As Mary Meeker (publisher of the widely consumed annual Internet Trends Report and often referred as the Queen of the internet) famously said, “If it feels like we’re all drinking from a data firehose, it’s because we are.”
Data growth leading to data sprawl
Quite interestingly, data growth has been shattering predictions and shooting up at unprecedented rates. According to IDC estimates, newly created data volumes in 2020 was predicted to see a 44X growth from 2010 and reach 35 zettabytes. In 2018, we already touched the 33 zettabytes milestone, following which IDC predicted that 175 zettabytes of new data will be created by 2025.
This is both good news and bad news. For the optimists, this means, even more data available to be analysed and drawn insights to drive better customer experiences, new revenue models and much more.
The flip side is a lot of this data is unstructured, raw, and too complex for traditional data processing software to act upon. And most importantly, it consumes outrageous amounts of expensive storage. It is estimated that close to 80 percent of any organization’s data remains unstructured, fragmented, and unused.
Today’s hybrid multi-cloud environments and distributed workforce are only adding further complexity to this conundrum. Imagine this: organizations, on an average, use close to 30 different cloud services today! IT teams are having a hard time knowing where the sensitive data is stored and processed across a disparate environment.
As enterprises continue to capture and generate increasing volumes of data-- stored across silos-- data sprawl is emerging as the biggest concern.
Data classification to address the massively detrimental data sprawl
Data sprawl is not just about increased cost, management complexities and difficulty in leveraging the data.

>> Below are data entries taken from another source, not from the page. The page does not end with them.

//! Photo export: size policy, rendering, collision-free naming, metadata
//! propagation and timestamp preservation.
//!
//! ## Steps of [`Exporter::export_photo`]
//!
//! 1. Resolve the target box from the size policy ([`SizePresets`]).
//! 2. Fetch the photo's pending edits.
//! 3. Render through the configured [`Renderer`].
//! 4. Build the base path from the [`FileNameStyle`].
//! 5. Claim the first free candidate (`name.jpg`, `name_001.jpg`, …) with a
//!    create-exclusive open, or truncate the first one when overwriting.
//! 6. Write the bytes.
//! 7. Optionally copy the master's metadata with an external tool. Failures
//!    are logged and the export is kept.
//! 8. Copy the master's access/modification times onto the export.

use crate::config::{ExportConfig, MetadataToolConfig};
use crate::imaging::calculations::{CustomSizeSide, reduce_to_pixel_budget, resolve_custom_size};
use crate::naming::{FileNameStyle, MAX_SUFFIX, candidate_paths, export_base_path};
use crate::render::{RenderError, RenderRequest, Renderer};
use crate::store::{PhotoWorkSource, StoreError};
use crate::types::{OutputFormat, Photo, RenderOptions, Size};
use log::{debug, info, warn};
use serde::Deserialize;
use std::ffi::OsString;
use std::fs::FileTimes;
use std::io;
use std::path::{Path, PathBuf};
use std::process::{ExitStatus, Stdio};
use std::sync::Arc;
use std::time::Duration;
use thiserror::Error;
use tokio::io::{AsyncWrite, AsyncWriteExt};
use tokio::process::Command;

#[derive(Error, Debug)]
pub enum ExportError {
    #[error("unsupported {field}: {value:?}")]
    UnsupportedOption { field: &'static str, value: String },
    #[error("master file missing: {}", .0.display())]
    MasterMissing(PathBuf),
    #[error("could not load edits: {0}")]
    Store(#[from] StoreError),
    #[error(transparent)]
    Render(#[from] RenderError),
    #[error("IO error: {0}")]
    Io(#[from] io::Error),
    #[error("no free file name for {} up to suffix _{}", .0.display(), MAX_SUFFIX)]
    NoFreeFileName(PathBuf),
}

impl ExportError {
    /// Whether the photo's master file is gone, so the caller can mark the
    /// photo unavailable.
    pub fn is_master_missing(&self) -> bool {
        matches!(self, ExportError::MasterMissing(_))
    }
}

#[derive(Error, Debug)]
pub enum PropagationError {
    #[error("could not start {program}: {source}")]
    Spawn { program: String, source: io::Error },
    #[error("IO error: {0}")]
    Io(#[from] io::Error),
    #[error("metadata tool exited with {status}: {stderr}")]
    Failed { status: ExitStatus, stderr: String },
    #[error("metadata tool timed out after {0:?}")]
    TimedOut(Duration),
}

/// Target size policy of an export.
#[derive(Debug, Clone, Copy, PartialEq, Eq)]
pub enum SizeType {
    Small,
    Medium,
    Large,
    /// Edited size, no resize.
    Original,
    Custom { side: CustomSizeSide, pixels: u32 },
}

/// Fully validated export options.
#[derive(Debug, Clone, PartialEq)]
pub struct ExportOptions {
    pub render: RenderOptions,
    pub size: SizeType,
    pub with_metadata: bool,
    pub file_name_style: FileNameStyle,
    pub folder: PathBuf,
}

/// Export options as sent by a UI: enums arrive as plain strings.
///
/// ```json
/// {
///   "format": "jpg", "quality": 0.9, "size": "custom",
///   "customSizeSide": "width", "customSizePixels": 1024,
///   "withMetadata": true, "fileNameStyle": "sequence",
///   "fileNamePrefix": "Photo_", "folderPath": "/exports"
/// }
/// ```
#[derive(Debug, Clone, PartialEq, Deserialize)]
#[serde(rename_all = "camelCase")]
pub struct ExportRequest {
    pub format: String,
    #[serde(default = "default_quality")]
    pub quality: f32,
    pub size: String,
    #[serde(default)]
    pub custom_size_side: Option<String>,
    #[serde(default)]
    pub custom_size_pixels: Option<u32>,
    #[serde(default)]
    pub with_metadata: bool,
    pub file_name_style: String,
    #[serde(default)]
    pub file_name_prefix: Option<String>,
    pub folder_path: PathBuf,
}

fn default_quality() -> f32 {
    RenderOptions::default().quality
}

fn unsupported(field: &'static str, value: impl Into<String>) -> ExportError {
    ExportError::UnsupportedOption {
        field,
        value: value.into(),
    }
}

impl TryFrom<ExportRequest> for ExportOptions {
    type Error = ExportError;

    fn try_from(req: ExportRequest) -> Result<Self, Self::Error> {
        let format = req
            .format
            .parse::<OutputFormat>()
            .map_err(|v| unsupported("format", v))?;

        let size = match req.size.as_str() {
            "S" => SizeType::Small,
            "M" => SizeType::Medium,
            "L" => SizeType::Large,
            "original" => SizeType::Original,
            "custom" => {
                let side_str = req.custom_size_side.unwrap_or_default();
                let side = side_str
                    .parse::<CustomSizeSide>()
                    .map_err(|v| unsupported("customSizeSide", v))?;
                let pixels = req
                    .custom_size_pixels
                    .filter(|p| *p > 0)
                    .ok_or_else(|| unsupported("customSizePixels", "missing or zero"))?;
                SizeType::Custom { side, pixels }
            }
            other => return Err(unsupported("size", other)),
        };

        let file_name_style = match req.file_name_style.as_str() {
            "like-original" => FileNameStyle::LikeOriginal,
            "sequence" => FileNameStyle::Sequence {
                prefix: req.file_name_prefix.unwrap_or_default(),
            },
            other => return Err(unsupported("fileNameStyle", other)),
        };

        Ok(ExportOptions {
            render: RenderOptions {
                format,
                quality: req.quality,
            },
            size,
            with_metadata: req.with_metadata,
            file_name_style,
            folder: req.folder_path,
        })
    }
}

/// Pixel budgets of the named size presets.
#[derive(Debug, Clone, Copy, PartialEq, Eq)]
pub struct SizePresets {
    pub small: u64,
    pub medium: u64,
    pub large: u64,
}

impl Default for SizePresets {
    fn default() -> Self {
        Self::from(&ExportConfig::default())
    }
}

impl From<&ExportConfig> for SizePresets {
    fn from(config: &ExportConfig) -> Self {
        Self {
            small: config.small_pixels,
            medium: config.medium_pixels,
            large: config.large_pixels,
        }
    }
}

impl SizePresets {
    /// Bounding box for `size`, or `None` to keep the edited size.
    ///
    /// Presets are computed from the photo's edited dimensions, falling back
    /// to the master dimensions for unedited photos.
    pub fn target_size(&self, size: SizeType, photo: &Photo) -> Option<Size> {
        let display = photo.display_size();
        let budget = |pixels| Some(reduce_to_pixel_budget(display.width, display.height, pixels));
        match size {
            SizeType::Small => budget(self.small),
            SizeType::Medium => budget(self.medium),
            SizeType::Large => budget(self.large),
            SizeType::Original => None,
            SizeType::Custom { side, pixels } => Some(resolve_custom_size(side, pixels)),
        }
    }
}

/// External program that copies metadata from the master onto an export.
#[derive(Debug, Clone, PartialEq)]
pub struct MetadataTool {
    program: String,
    timeout: Duration,
}

impl MetadataTool {
    pub fn new(program: impl Into<String>, timeout: Duration) -> Self {
        Self {
            program: program.into(),
            timeout,
        }
    }

    pub fn program(&self) -> &str {
        &self.program
    }

    /// Arguments passed to the tool.
    pub fn args(source: &Path, target: &Path) -> Vec<OsString> {
        vec![
            "-charset".into(),
            "utf8".into(),
            "-overwrite_original".into(),
            "-tagsFromFile".into(),
            source.as_os_str().to_owned(),
            target.as_os_str().to_owned(),
        ]
    }

    /// Run the tool, killing it if it exceeds the timeout.
    pub async fn copy_metadata(&self, source: &Path, target: &Path) -> Result<(), PropagationError> {
        let child = Command::new(&self.program)
            .args(Self::args(source, target))
            .stdin(Stdio::null())
            .stdout(Stdio::piped())
            .stderr(Stdio::piped())
            .kill_on_drop(true)
            .spawn()
            .map_err(|source| PropagationError::Spawn {
                program: self.program.clone(),
                source,
            })?;

        let output = tokio::time::timeout(self.timeout, child.wait_with_output())
            .await
            .map_err(|_| PropagationError::TimedOut(self.timeout))??;

        if !output.status.success() {
            return Err(PropagationError::Failed {
                status: output.status,
                stderr: String::from_utf8_lossy(&output.stderr).trim().to_string(),
            });
        }
        let stdout = String::from_utf8_lossy(&output.stdout);
        if !stdout.trim().is_empty() {
            debug!("{}: {}", self.program, stdout.trim());
        }
        Ok(())
    }
}

impl From<&MetadataToolConfig> for MetadataTool {
    fn from(config: &MetadataToolConfig) -> Self {
        Self::new(config.tool.clone(), config.timeout())
    }
}

impl Default for MetadataTool {
    fn default() -> Self {
        Self::from(&MetadataToolConfig::default())
    }
}

/// Open the first free candidate path for writing.
async fn claim_output(
    base: &Path,
    extension: &str,
    overwrite: bool,
) -> Result<(PathBuf, tokio::fs::File), ExportError> {
    for candidate in candidate_paths(base, extension) {
        let mut options = tokio::fs::OpenOptions::new();
        options.write(true);
        if overwrite {
            options.create(true).truncate(true);
        } else {
            options.create_new(true);
        }
        match options.open(&candidate).await {
            Ok(file) => return Ok((candidate, file)),
            Err(e) if e.kind() == io::ErrorKind::AlreadyExists => continue,
            Err(e) => return Err(e.into()),
        }
    }
    Err(ExportError::NoFreeFileName(base.to_path_buf()))
}

/// Write the rendered bytes to a claimed file. A failed write removes the
/// file so no truncated export is left under the claimed name.
async fn write_claimed<W>(path: &Path, file: &mut W, bytes: &[u8]) -> io::Result<()>
where
    W: AsyncWrite + Unpin,
{
    let written = async {
        file.write_all(bytes).await?;
        file.flush().await
    }
    .await;
    if let Err(e) = written {
        if let Err(remove) = tokio::fs::remove_file(path).await {
            warn!("Removing partial export {} failed: {}", path.display(), remove);
        }
        return Err(e);
    }
    Ok(())
}

/// Give `target` the access and modification times of `source`.
async fn copy_file_times(source: &Path, target: &Path) -> io::Result<()> {
    let meta = tokio::fs::metadata(source).await?;
    let times = FileTimes::new()
        .set_accessed(meta.accessed()?)
        .set_modified(meta.modified()?);
    let file = tokio::fs::OpenOptions::new()
        .write(true)
        .open(target)
        .await?
        .into_std()
        .await;
    file.set_times(times)
}

/// Drives exports. Cheap to share behind an `Arc`.
pub struct Exporter {
    renderer: Arc<dyn Renderer>,
    works: Arc<dyn PhotoWorkSource>,
    presets: SizePresets,
    metadata_tool: MetadataTool,
}

impl Exporter {
    pub fn new(
        renderer: Arc<dyn Renderer>,
        works: Arc<dyn PhotoWorkSource>,
        presets: SizePresets,
        metadata_tool: MetadataTool,
    ) -> Self {
        Self {
            renderer,
            works,
            presets,
            metadata_tool,
        }
    }

    /// Export one photo and return the path written.
    ///
    /// `index_in_batch` numbers `sequence` file names. With `overwrite` the
    /// unsuffixed name is reused even if it exists.
    pub async fn export_photo(
        &self,
        photo: &Photo,
        index_in_batch: usize,
        options: &ExportOptions,
        overwrite: bool,
    ) -> Result<PathBuf, ExportError> {
        let master = photo.master_path();
        if !tokio::fs::try_exists(&master).await.unwrap_or(false) {
            return Err(ExportError::MasterMissing(master));
        }

        let target_size = self.presets.target_size(options.size, photo);
        let work = self.works.photo_work(photo).await?;
        let bytes = self
            .renderer
            .render(RenderRequest {
                photo: photo.clone(),
                work,
                target_size,
                options: options.render,
            })
            .await?;

        tokio::fs::create_dir_all(&options.folder).await?;
        let base = export_base_path(
            &options.folder,
            &options.file_name_style,
            &photo.master_filename,
            index_in_batch,
        );
        let (path, mut file) =
            claim_output(&base, options.render.format.extension(), overwrite).await?;
        write_claimed(&path, &mut file, &bytes).await?;
        drop(file);

        if options.with_metadata
            && let Err(e) = self.metadata_tool.copy_metadata(&master, &path).await
        {
            warn!("Copying metadata to {} failed: {}", path.display(), e);
        }

        copy_file_times(&master, &path).await?;
        info!("Exported {}", path.display());
        Ok(path)
    }
}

It is a lot more about security and compliance as data becomes much harder to keep track of. IT departments are grappling with the challenge of developing visibility across the data silos. Most organizations struggle to have that visibility and hence the ability to protect critical data. How do they protect something that can be barely located?
It becomes all the more challenging for IT teams to eliminate unauthorized access to sensitive data which is further putting the organization at higher risk of non-compliance with a number of regulations—be it GDPR or HIPPA or anything else. If you do not have complete visibility into your data, both on-premise and cloud, you are certainly risking yourself from a compliance perspective.

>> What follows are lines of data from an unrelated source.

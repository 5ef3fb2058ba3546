//! Shared test utilities for the darkroom test suite.
//!
//! Provides sample [`Photo`] records, synthetic JPEG masters and a tiny
//! EXIF block assembler so metadata tests run against real bytes instead of
//! checked-in fixtures.
//!
//! # Usage
//!
//! ```rust
//! use crate::test_helpers::*;
//!
//! let tmp = tempfile::TempDir::new().unwrap();
//! let photo = write_master(tmp.path(), "IMG_0001.jpg", 400, 300);
//!
//! write_jpeg_with_exif(
//!     &tmp.path().join("tagged.jpg"),
//!     64,
//!     48,
//!     &[ExifEntry::ascii(0x010F, "Canon"), ExifEntry::short(0x0112, 6)],
//!     &[ExifEntry::short(0x8827, 200)],
//! );
//! ```

use std::path::Path;

use crate::types::Photo;

// =========================================================================
// Photos
// =========================================================================

/// An unedited photo record for `dir/filename`. The file is not created.
pub fn sample_photo(dir: impl AsRef<Path>, filename: &str, width: u32, height: u32) -> Photo {
    Photo {
        id: 1,
        master_dir: dir.as_ref().to_path_buf(),
        master_filename: filename.to_string(),
        master_width: width,
        master_height: height,
        master_is_raw: false,
        edited_width: None,
        edited_height: None,
        created_at: 1_600_000_000_000,
        updated_at: 1_600_000_000_000,
        imported_at: 1_600_000_000_000,
        flagged: false,
        trashed: false,
    }
}

/// Write a synthetic JPEG master into `dir` and return its photo record.
pub fn write_master(dir: &Path, filename: &str, width: u32, height: u32) -> Photo {
    create_test_jpeg(&dir.join(filename), width, height);
    sample_photo(dir, filename, width, height)
}

// =========================================================================
// Synthetic images
// =========================================================================

/// Encode a gradient JPEG of the given size.
pub fn test_jpeg_bytes(width: u32, height: u32) -> Vec<u8> {
    let img = image::RgbImage::from_fn(width, height, |x, y| {
        image::Rgb([(x % 256) as u8, (y % 256) as u8, ((x + y) % 256) as u8])
    });
    let mut buf = Vec::new();
    image::DynamicImage::ImageRgb8(img)
        .write_to(&mut std::io::Cursor::new(&mut buf), image::ImageFormat::Jpeg)
        .unwrap();
    buf
}

/// Write a gradient JPEG to `path`.
pub fn create_test_jpeg(path: &Path, width: u32, height: u32) {
    std::fs::write(path, test_jpeg_bytes(width, height)).unwrap();
}

// =========================================================================
// EXIF assembly
// =========================================================================

const TYPE_ASCII: u16 = 2;
const TYPE_SHORT: u16 = 3;
const TYPE_LONG: u16 = 4;
const TYPE_RATIONAL: u16 = 5;
const TYPE_UNDEFINED: u16 = 7;
const EXIF_IFD_POINTER: u16 = 0x8769;

/// One TIFF directory entry.
#[derive(Debug, Clone)]
pub struct ExifEntry {
    tag: u16,
    kind: u16,
    count: u32,
    data: Vec<u8>,
}

impl ExifEntry {
    pub fn ascii(tag: u16, value: &str) -> Self {
        let mut data = value.as_bytes().to_vec();
        data.push(0);
        Self {
            tag,
            kind: TYPE_ASCII,
            count: data.len() as u32,
            data,
        }
    }

    pub fn short(tag: u16, value: u16) -> Self {
        Self {
            tag,
            kind: TYPE_SHORT,
            count: 1,
            data: value.to_le_bytes().to_vec(),
        }
    }

    pub fn long(tag: u16, value: u32) -> Self {
        Self {
            tag,
            kind: TYPE_LONG,
            count: 1,
            data: value.to_le_bytes().to_vec(),
        }
    }

    pub fn rational(tag: u16, numerator: u32, denominator: u32) -> Self {
        let mut data = numerator.to_le_bytes().to_vec();
        data.extend_from_slice(&denominator.to_le_bytes());
        Self {
            tag,
            kind: TYPE_RATIONAL,
            count: 1,
            data,
        }
    }

    pub fn undefined(tag: u16, bytes: &[u8]) -> Self {
        Self {
            tag,
            kind: TYPE_UNDEFINED,
            count: bytes.len() as u32,
            data: bytes.to_vec(),
        }
    }

    fn out_of_line_len(&self) -> usize {
        if self.data.len() <= 4 {
            0
        } else {
            self.data.len() + self.data.len() % 2
        }
    }
}

fn ifd_len(entries: &[ExifEntry]) -> usize {
    2 + 12 * entries.len() + 4 + entries.iter().map(ExifEntry::out_of_line_len).sum::<usize>()
}

/// Append an IFD (entries, next-IFD offset 0, then value data) at the end
/// of `tiff`.
fn append_ifd(tiff: &mut Vec<u8>, entries: &[ExifEntry]) {
    let start = tiff.len();
    let mut data_offset = start + 2 + 12 * entries.len() + 4;
    let mut data_area = Vec::new();

    tiff.extend_from_slice(&(entries.len() as u16).to_le_bytes());
    for entry in entries {
        tiff.extend_from_slice(&entry.tag.to_le_bytes());
        tiff.extend_from_slice(&entry.kind.to_le_bytes());
        tiff.extend_from_slice(&entry.count.to_le_bytes());
        if entry.data.len() <= 4 {
            let mut inline = entry.data.clone();
            inline.resize(4, 0);
            tiff.extend_from_slice(&inline);
        } else {
            tiff.extend_from_slice(&(data_offset as u32).to_le_bytes());
            data_area.extend_from_slice(&entry.data);
            if entry.data.len() % 2 == 1 {
                data_area.push(0);
            }
            data_offset += entry.out_of_line_len();
        }
    }
    tiff.extend_from_slice(&0u32.to_le_bytes());
    tiff.extend_from_slice(&data_area);
}

/// Little-endian TIFF block with IFD0 and, if `exif` is non-empty, an Exif
/// sub-IFD linked from IFD0.
pub fn build_tiff(ifd0: &[ExifEntry], exif: &[ExifEntry]) -> Vec<u8> {
    let mut primary = ifd0.to_vec();
    if !exif.is_empty() {
        // Pointer value is the offset right after IFD0; its length is fixed
        primary.push(ExifEntry::long(EXIF_IFD_POINTER, 0));
        let exif_offset = 8 + ifd_len(&primary);
        if let Some(pointer) = primary.last_mut() {
            pointer.data = (exif_offset as u32).to_le_bytes().to_vec();
        }
    }
    primary.sort_by_key(|e| e.tag);
    let mut exif = exif.to_vec();
    exif.sort_by_key(|e| e.tag);

    let mut tiff = b"II*\0".to_vec();
    tiff.extend_from_slice(&8u32.to_le_bytes());
    append_ifd(&mut tiff, &primary);
    if !exif.is_empty() {
        append_ifd(&mut tiff, &exif);
    }
    tiff
}

/// Write a JPEG of the given size carrying an EXIF APP1 segment.
pub fn write_jpeg_with_exif(
    path: &Path,
    width: u32,
    height: u32,
    ifd0: &[ExifEntry],
    exif: &[ExifEntry],
) {
    let jpeg = test_jpeg_bytes(width, height);
    let mut payload = b"Exif\0\0".to_vec();
    payload.extend_from_slice(&build_tiff(ifd0, exif));

    let mut out = vec![0xFF, 0xD8, 0xFF, 0xE1];
    out.extend_from_slice(&((payload.len() + 2) as u16).to_be_bytes());
    out.extend_from_slice(&payload);
    out.extend_from_slice(&jpeg[2..]);
    std::fs::write(path, out).unwrap();
}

Complexity around data sets is pointed as the biggest challenge for CIOs and CISOs in deploying effective security and compliance practices within their organizations.
This is where Data Discovery and Classification solutions are increasingly becoming relevant. Classification technologies are helping enterprise IT and security teams to understand what data is stored where, offering complete visibility into sensitive data across heterogeneous data stores.

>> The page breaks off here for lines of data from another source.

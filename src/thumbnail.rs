//! Grid thumbnails, one file per photo id.
//!
//! Generation runs through a [`JobQueue`] whose merge rule lets a newer
//! request for the same photo replace the queued one, so at most one job per
//! photo is ever waiting. A thumbnail that already exists is assumed valid;
//! callers invalidate it with [`ThumbnailService::delete_thumbnail`] after
//! edits.

use crate::config::ThumbnailsConfig;
use crate::queue::{JobError, JobHandle, JobQueue};
use crate::render::{RenderError, RenderRequest, Renderer};
use crate::store::{PhotoWorkSource, StoreError};
use crate::types::{Photo, PhotoId, RenderOptions, Size};
use futures::FutureExt;
use log::{debug, info};
use std::io;
use std::path::{Path, PathBuf};
use std::sync::Arc;
use thiserror::Error;

#[derive(Error, Debug)]
pub enum ThumbnailError {
    #[error("master file missing: {}", .0.display())]
    MasterMissing(PathBuf),
    #[error("could not load edits: {0}")]
    Store(#[from] StoreError),
    #[error(transparent)]
    Render(#[from] RenderError),
    #[error("IO error: {0}")]
    Io(#[from] io::Error),
}

impl ThumbnailError {
    pub fn is_master_missing(&self) -> bool {
        matches!(self, ThumbnailError::MasterMissing(_))
    }
}

struct Generator {
    renderer: Arc<dyn Renderer>,
    works: Arc<dyn PhotoWorkSource>,
    directory: PathBuf,
    max_size: Size,
    options: RenderOptions,
}

impl Generator {
    fn path_for(&self, id: PhotoId) -> PathBuf {
        self.directory
            .join(format!("{}.{}", id, self.options.format.extension()))
    }

    async fn generate(&self, photo: Photo) -> Result<PathBuf, ThumbnailError> {
        let path = self.path_for(photo.id);
        if tokio::fs::try_exists(&path).await? {
            debug!("Thumbnail {} already present", path.display());
            return Ok(path);
        }

        let master = photo.master_path();
        if !tokio::fs::try_exists(&master).await.unwrap_or(false) {
            return Err(ThumbnailError::MasterMissing(master));
        }

        let work = self.works.photo_work(&photo).await?;
        let bytes = self
            .renderer
            .render(RenderRequest {
                photo,
                work,
                target_size: Some(self.max_size),
                options: self.options,
            })
            .await?;

        tokio::fs::create_dir_all(&self.directory).await?;
        tokio::fs::write(&path, bytes).await?;
        info!("Stored {}", path.display());
        Ok(path)
    }
}

pub type ThumbnailHandle = JobHandle<PathBuf, ThumbnailError>;

/// Produces and caches thumbnails on a serial queue.
///
/// Must be created inside a tokio runtime.
pub struct ThumbnailService {
    generator: Arc<Generator>,
    queue: JobQueue<Photo, PathBuf, ThumbnailError>,
}

impl ThumbnailService {
    pub fn new(
        renderer: Arc<dyn Renderer>,
        works: Arc<dyn PhotoWorkSource>,
        config: &ThumbnailsConfig,
    ) -> Self {
        let generator = Arc::new(Generator {
            renderer,
            works,
            directory: config.directory.clone(),
            max_size: Size::new(config.max_width, config.max_height),
            options: RenderOptions {
                format: config.format,
                quality: config.quality,
            },
        });

        let worker = Arc::clone(&generator);
        let queue = JobQueue::new(
            |new: &Photo, pending: &Photo| (new.id == pending.id).then(|| new.clone()),
            move |photo: Photo| {
                let generator = Arc::clone(&worker);
                async move { generator.generate(photo).await }.boxed()
            },
        );

        Self { generator, queue }
    }

    pub fn directory(&self) -> &Path {
        &self.generator.directory
    }

    /// Where the thumbnail of `id` is stored.
    pub fn thumbnail_path(&self, id: PhotoId) -> PathBuf {
        self.generator.path_for(id)
    }

    /// Queue generation without waiting for it.
    pub fn request(&self, photo: Photo) -> ThumbnailHandle {
        self.queue.submit(photo)
    }

    /// Make sure the thumbnail of `photo` exists and return its path.
    pub async fn ensure_thumbnail(
        &self,
        photo: &Photo,
    ) -> Result<PathBuf, JobError<ThumbnailError>> {
        self.request(photo.clone()).result().await
    }

    /// Remove the stored thumbnail of `id`. Missing files are ignored.
    pub async fn delete_thumbnail(&self, id: PhotoId) -> Result<(), ThumbnailError> {
        let path = self.thumbnail_path(id);
        match tokio::fs::remove_file(&path).await {
            Ok(()) => {
                debug!("Deleted {}", path.display());
                Ok(())
            }
            Err(e) if e.kind() == io::ErrorKind::NotFound => Ok(()),
            Err(e) => Err(e.into()),
        }
    }
}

From a compliance point of view, data classification helps understand risks, uncover gaps, and make better decisions about aspects such as third-party data sharing and cloud.
For the partner community, this is indeed a great opportunity. Multicloud usage is exploding and organizations today have highly distributed workforce. Even the traditional organizations are aspiring to becoming digital businesses, which in turn exacerbates the compliance problem.
At the same time, the regulatory landscape is getting highly complex. Non-compliance can cost organizations dearly and every single organization is looking at quality, compliance, and security at scale.